What sharp teeth it has.
We use rasp-style graters to zest citrus fruits and to grate hard cheeses, ginger, shallots, garlic, nutmeg, and more. One manufacturer has ruled the fine-grating roost for years—heck, it invented the game. Grace Manufacturing, the parent company of Microplane, pioneered and patented a special photographic chemical etching process that creates razor-sharp grating teeth. But their patent on this process expired in 2011, freeing other manufacturers to create their own versions of this handy tool. Could any of them beat our previous favorite? Yes, but there’s a twist.
Microplane Premium Classic Zester/Grater
Reviewed in Cook’s Country September 2017
This Microplane grabbed the top spot thanks to its great performance and its soft, grippy rubber handle that was slightly more comfortable and secure than that of our old winner. Otherwise, their grating surfaces are identical, so they both zested lemons and grated cheese, nutmeg, garlic, and ginger with ease. The Premium Classic came sharp, stayed sharp, and looked as good as new after testing.

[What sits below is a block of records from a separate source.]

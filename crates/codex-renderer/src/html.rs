//! HTML helpers shared by the renderer and the site navigation.

/// Escape HTML special characters.
pub fn escape_html(s: &str) -> String {
    let mut result = String::with_capacity(s.len());
    for c in s.chars() {
        match c {
            '&' => result.push_str("&amp;"),
            '<' => result.push_str("&lt;"),
            '>' => result.push_str("&gt;"),
            '"' => result.push_str("&quot;"),
            '\'' => result.push_str("&#x27;"),
            _ => result.push(c),
        }
    }
    result
}

/// Rewrite a relative link to a markdown file so it targets the generated page.
///
/// - `setup.md` → `setup.htm`
/// - `../api/overview.md#usage` → `../api/overview.htm#usage`
///
/// External links, absolute paths, fragment-only links and links to
/// non-markdown files are returned unchanged.
///
/// # Examples
///
/// ```
/// use codex_renderer::rewrite_link;
///
/// assert_eq!(rewrite_link("../api/overview.md", "htm"), "../api/overview.htm");
/// assert_eq!(rewrite_link("https://example.com/a.md", "htm"), "https://example.com/a.md");
/// ```
pub fn rewrite_link(url: &str, extension: &str) -> String {
    if url.starts_with('/') || url.starts_with('#') || has_scheme(url) {
        return url.to_owned();
    }

    let (path, fragment) = match url.split_once('#') {
        Some((path, fragment)) => (path, Some(fragment)),
        None => (url, None),
    };

    let Some(stem) = path.strip_suffix(".md") else {
        return url.to_owned();
    };
    if stem.is_empty() || stem.ends_with('/') {
        return url.to_owned();
    }

    match fragment {
        Some(fragment) => format!("{stem}.{extension}#{fragment}"),
        None => format!("{stem}.{extension}"),
    }
}

/// Whether the URL starts with a scheme such as `https:` or `mailto:`.
fn has_scheme(url: &str) -> bool {
    url.split_once(':').is_some_and(|(scheme, _)| {
        !scheme.is_empty()
            && scheme
                .chars()
                .all(|c| c.is_ascii_alphanumeric() || matches!(c, '+' | '-' | '.'))
    })
}
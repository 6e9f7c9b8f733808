//! Static site builder.
//!
//! Indexes the source tree, renders every page into the shared template
//! and writes the result under the target root, mirroring the
//! category/page layout of the source.

use std::path::{Path, PathBuf};

use codex_renderer::{MarkdownRenderer, escape_html};

use crate::index::{IndexError, PageIndex};
use crate::nav::{build_navigation, render_navigation};
use crate::page::Page;
use crate::template::{PageContext, Template};

/// Configuration for static site building.
#[derive(Clone, Debug)]
pub struct BuildConfig {
    /// Template shared by every page.
    pub template: Template,
    /// Extension of generated files, without the leading dot.
    pub extension: String,
    /// Enable GitHub Flavored Markdown.
    pub gfm: bool,
    /// Use the first H1 heading as page title instead of the page name.
    pub extract_title: bool,
    /// Continue past per-page failures and collect them in the report.
    pub keep_going: bool,
}

impl BuildConfig {
    /// Create a config with defaults for everything but the template.
    pub fn new(template: Template) -> Self {
        Self {
            template,
            extension: "htm".to_owned(),
            gfm: true,
            extract_title: false,
            keep_going: false,
        }
    }
}

/// Error for a single page.
#[derive(Debug, thiserror::Error)]
pub enum PageError {
    /// Source file could not be read.
    #[error("Failed to read {}: {source}", path.display())]
    Read {
        path: PathBuf,
        #[source]
        source: std::io::Error,
    },
    /// Output directory or file could not be written.
    #[error("Failed to write {}: {source}", path.display())]
    Write {
        path: PathBuf,
        #[source]
        source: std::io::Error,
    },
}

/// Error returned by the static site builder.
#[derive(Debug, thiserror::Error)]
pub enum BuildError {
    /// Source tree could not be indexed.
    #[error(transparent)]
    Index(#[from] IndexError),
    /// A page failed and the build stopped.
    #[error(transparent)]
    Page(#[from] PageError),
}

/// A page that failed while the build kept going.
#[derive(Debug)]
pub struct PageFailure {
    /// Source file of the failed page.
    pub source_path: PathBuf,
    pub error: PageError,
}

/// Outcome of a build.
#[derive(Debug, Default)]
pub struct BuildReport {
    /// Generated files, in write order.
    pub pages_written: Vec<PathBuf>,
    /// Pages that failed (only populated with `keep_going`).
    pub failures: Vec<PageFailure>,
}

impl BuildReport {
    /// Whether every page was written.
    pub fn is_success(&self) -> bool {
        self.failures.is_empty()
    }
}

/// Builds a static site from a directory of category folders.
///
/// # Example
///
/// ```no_run
/// # fn main() -> Result<(), Box<dyn std::error::Error>> {
/// use std::path::Path;
/// use codex_site::{BuildConfig, SiteBuilder, Template};
///
/// let template = Template::load(Path::new("template.htm"))?;
/// let builder = SiteBuilder::new(BuildConfig::new(template));
/// let report = builder.build(Path::new("text"), Path::new("site"))?;
/// assert!(report.is_success());
/// # Ok(())
/// # }
/// ```
pub struct SiteBuilder {
    config: BuildConfig,
}

impl SiteBuilder {
    /// Create a builder.
    pub fn new(config: BuildConfig) -> Self {
        Self { config }
    }

    /// Build the site from `source_root` into `target_root`.
    ///
    /// The source tree is fully indexed before anything is written. Existing
    /// output files are overwritten; stale files are left in place.
    ///
    /// # Errors
    ///
    /// Returns `BuildError::Index` if the source root is unusable. Without
    /// `keep_going`, returns `BuildError::Page` on the first failing page.
    pub fn build(&self, source_root: &Path, target_root: &Path) -> Result<BuildReport, BuildError> {
        let index = PageIndex::scan(source_root)?;

        for placeholder in self.config.template.missing_placeholders() {
            tracing::warn!(placeholder, "Template does not contain placeholder");
        }

        tracing::info!(
            source = %source_root.display(),
            target = %target_root.display(),
            categories = index.categories().count(),
            pages = index.len(),
            "Building site"
        );

        let mut report = BuildReport::default();
        for page in index.all_pages() {
            match self.build_page(&index, page, source_root, target_root) {
                Ok(path) => report.pages_written.push(path),
                Err(error) if self.config.keep_going => {
                    tracing::warn!(page = page.name(), %error, "Page failed");
                    report.failures.push(PageFailure {
                        source_path: page.source_path(source_root),
                        error,
                    });
                }
                Err(error) => return Err(error.into()),
            }
        }

        tracing::info!(
            written = report.pages_written.len(),
            failed = report.failures.len(),
            "Build finished"
        );
        Ok(report)
    }

    /// Render a single page to its final HTML document.
    ///
    /// # Errors
    ///
    /// Returns `PageError::Read` if the source file cannot be read.
    pub fn render_page(
        &self,
        index: &PageIndex,
        page: &Page,
        source_root: &Path,
    ) -> Result<String, PageError> {
        let source_path = page.source_path(source_root);
        let markdown = std::fs::read_to_string(&source_path).map_err(|source| PageError::Read {
            path: source_path.clone(),
            source,
        })?;

        let mut renderer = MarkdownRenderer::new()
            .with_gfm(self.config.gfm)
            .with_link_extension(self.config.extension.as_str());
        if self.config.extract_title {
            renderer = renderer.with_title_extraction();
        }
        let result = renderer.render_markdown(&markdown);

        let nav = render_navigation(&build_navigation(index, page, &self.config.extension));
        let title = escape_html(result.title.as_deref().unwrap_or(page.name()));

        Ok(self.config.template.render(&PageContext {
            title: &title,
            content: &result.html,
            nav: &nav,
        }))
    }

    fn build_page(
        &self,
        index: &PageIndex,
        page: &Page,
        source_root: &Path,
        target_root: &Path,
    ) -> Result<PathBuf, PageError> {
        let html = self.render_page(index, page, source_root)?;
        let output_path = write_page(target_root, page, &self.config.extension, &html)?;
        tracing::debug!(page = page.name(), output = %output_path.display(), "Wrote page");
        Ok(output_path)
    }
}

/// Write a rendered page under `target_root`, creating its directory if needed.
///
/// # Errors
///
/// Returns `PageError::Write` if the directory or file cannot be written.
pub fn write_page(
    target_root: &Path,
    page: &Page,
    extension: &str,
    html: &str,
) -> Result<PathBuf, PageError> {
    let output_dir = target_root.join(page.dir_path());
    std::fs::create_dir_all(&output_dir).map_err(|source| PageError::Write {
        path: output_dir.clone(),
        source,
    })?;

    let output_path = page.output_path(target_root, extension);
    std::fs::write(&output_path, html).map_err(|source| PageError::Write {
        path: output_path.clone(),
        source,
    })?;
    Ok(output_path)
}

We do wish it had a wider surface so it didn’t form a trench in our cheese while grating, but it’s still the best option out there.
Size: 3.25 sq mm Cutting Edge Dimensions: 7.25 x 1 in Model Number: 46220
First things first: Is your current grater up to snuff?
FINE TO KEEP
Zest is fluffy and dry.
TIME TO REPLACE
Zest forms wet, oily paste.
Though they're impressively sharp when new, the teeth of even our favorite rasp-style grater can dull over time. To determine whether it's time to replace your tool, grab a lemon (try to find a really bumpy-skinned one) and run your grater over it. If the resulting zest is fluffy and dry, your grater is fine. But if the zest forms a wet, oily paste, it's time for a new grater.
How We Tested Rasp-Style Graters
We tested eight rasp-style graters, priced from $9.99 to $28.00, with testers of varying hand sizes and skill levels. The ideal tool would make delicate shreds from a range of foods and would grate said foods evenly. To begin, we painstakingly counted the number of teeth on each grater and found that it didn’t really matter whether a grater had 255 teeth or 333, but the pattern they were arranged in did matter. Here’s our rasp-style grater testing protocol:
- 1. Grate 1 ounce of Parmesan cheese (timed)
- 2. Zest one lemon (timed)
- 3. Grate a knob of ginger (timed)
- 4. Grate a garlic clove (timed)
- 5. Grate a nutmeg seed (timed)
- 6. Ask three testers to try each model and evaluate their experiences
- 7. Wash each model in the dishwasher 10 times
- 8. Pull each model in and out of a full utensil holder 100 times
- 9. Grate 1 ounce of Parmesan cheese (timed) again to gauge how use affected performance
Grating: We examined the grated Parmesan, garlic, ginger, and nutmeg, as well as the lemon zest. Models that made fine, even, intact shreds of cheese and evenly grated other foods rated highest.
Comfort: We rated each model on how comfortable and secure it felt in our hands. Models with rounded, tacky handles rated highest.
Speed: We timed each test and graded the models on their speed; faster, more efficient models rated higher.
Ease of Use: We evaluated the user experience for each model. Those that required more finicky adjustments while grating scored lower, while those that were intuitive, with just the right amount of bite in the grating teeth, scored higher.
Durability: We rated the models on how their grating surfaces, handles, and frames stood up during testing. Models that remained sharp and looked new at the end of testing rated highest. At the end of testing, we repeated our initial timed Parmesan-grating test to evaluate how the graters’ blades held up over time.